One More Juicy Marketing Tidbit
While searching the Internet for creative marketing reports I have to admit that the crew at ParAccel probably takes the cake (and not in an impressive way). On one of their web pages they have these bullet points (plus a few more uninteresting ones):
- All operations are done in parallel (A non-parallel DBMS must scan all of the data sequentially)
- Adaptive compression makes disks faster…

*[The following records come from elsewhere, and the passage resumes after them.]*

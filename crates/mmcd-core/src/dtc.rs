//! Diagnostic trouble code decoding
//!
//! The ECU reports faults as a 16-bit bitmap split over two query
//! addresses (low byte, high byte). Each bit maps to one two-digit
//! blink code.

use serde::Serialize;

/// One diagnostic trouble code
#[derive(Debug, Clone, Copy, PartialEq, Eq, Serialize)]
pub struct DtcCode {
    /// Bit position in the fault bitmap
    pub bit: u8,
    /// Two-digit blink code
    pub code: &'static str,
    pub description: &'static str,
}

const fn dtc(bit: u8, code: &'static str, description: &'static str) -> DtcCode {
    DtcCode {
        bit,
        code,
        description,
    }
}

/// Bit position to fault code table
pub const DTC_TABLE: [DtcCode; 16] = [
    dtc(0, "11", "Oxygen sensor"),
    dtc(1, "12", "Intake air flow sensor"),
    dtc(2, "13", "Intake air temperature sensor"),
    dtc(3, "14", "Throttle position sensor"),
    dtc(4, "15", "ISC motor position sensor"),
    dtc(5, "21", "Engine coolant temperature sensor"),
    dtc(6, "22", "Engine speed sensor"),
    dtc(7, "23", "TDC sensor"),
    dtc(8, "24", "Vehicle speed sensor"),
    dtc(9, "25", "Barometric pressure sensor"),
    dtc(10, "31", "Knock sensor"),
    dtc(11, "41", "Injector circuit"),
    dtc(12, "42", "Fuel pump relay"),
    dtc(13, "43", "EGR"),
    dtc(14, "44", "Ignition coil"),
    dtc(15, "36", "Ignition circuit"),
];

/// Decode a fault bitmap into the codes whose bit is set, in bit order
pub fn decode_dtcs(bitmap: u16) -> Vec<DtcCode> {
    DTC_TABLE
        .iter()
        .filter(|entry| bitmap & (1 << entry.bit) != 0)
        .copied()
        .collect()
}

/// Active and stored faults read from the ECU
#[derive(Debug, Clone, PartialEq, Eq, Serialize)]
pub struct DtcReport {
    pub active_raw: u16,
    pub stored_raw: u16,
    pub active: Vec<DtcCode>,
    pub stored: Vec<DtcCode>,
}

impl DtcReport {
    /// Build a report from the two raw bitmaps
    pub fn from_bitmaps(active_raw: u16, stored_raw: u16) -> Self {
        Self {
            active_raw,
            stored_raw,
            active: decode_dtcs(active_raw),
            stored: decode_dtcs(stored_raw),
        }
    }

    /// Assemble a bitmap from the low and high bytes as queried
    pub fn bitmap(low: u8, high: u8) -> u16 {
        u16::from(low) | (u16::from(high) << 8)
    }

    pub fn is_clear(&self) -> bool {
        self.active_raw == 0 && self.stored_raw == 0
    }
}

Ok, so I can kinda, sorta see the point that a non-parallel DBMS must do something sequentially…not sure how else it would do it, but then again, I don’t know any enterprise database that is not capable of parallel operations. However, I’m going to need a bit of help on the second point there…how exactly does compression make disks faster? Disks are disks. Whether or not compression is involved has nothing to do with how fast a disk is. Perhaps they mean that compression can increase the logical read rate from a disk given that compression allows more data to be stored in the same “space” on the disk, but that clearly is not what they have written. Reminds me of DATAllegro’s faster-than-wirespeed claims on scan performance. Perhaps these marketing guys should have their numbers and wording validated by some engineers.
Do You Believe In Magic Or Word Games?
Creditable performance claims need to be accounted for and explained. Neil Raden from Hired Brains Research offers guidance for evaluating benchmarks and interpreting market messaging in his paper, Questions to Ask a Data Warehouse Appliance Vendor. I think Neil shares the same opinion of these silly benchmarketing claims. Give his paper a read.
I usually stick to the technical stuff but today is strictly about entertainment. One has to laugh when a company (Tesco) is involved in two press releases in two days with two different database vendors and the press releases are a bit conflicting. I’d say this appears to be a case of open mouth, insert foot.
Sit back, relax, and enjoy the show…
On September 9, 2008 Netezza put out a press release entitled “Netezza Bags Tesco“. In this press release Marcel Borlin, Programme Manager at Tesco states:
“We currently have around 25 heavy analytical users running large queries on Netezza. They are analysing transactional discrepancies across millions of items and item movements every day, right through the supply chain; from stores to distribution centres. The specific application is designed to find wastage such as stolen, destroyed, out-of-date or lost items. It is an important function, as it affects the financial position of the Company. Yet, on the Teradata platform we had to allocate time slots for running these analyses, or the system would grind to a halt.”
On September 11, 2008 Tesco put out a press release entitled “Tesco Reconfirms Commitment to Teradata“. In this press release Marcel Borlin, Programme Manager at Tesco states:
“Tesco is satisfied with the consistently high performance delivered by Teradata and particularly its proven ability to run a mixed workload of management information and complex analytics. As part of our ongoing programme to evaluate different technologies and architectures, we have deployed some analytical users on a small Netezza system which has been reported in the press recently. This implementation does not reflect any dissatisfaction with Teradata. Tesco continues to add new applications to the Teradata EDW which has now grown to 60 terabytes. The EDW is providing Management Information Systems for Commercial Reporting, Supply Chain and Stores as well as Tescolink thereby providing information to 8000 people across more than 2000 suppliers.”
I’ll keep my comments at this: I surely would not want to be Marcel Borlin.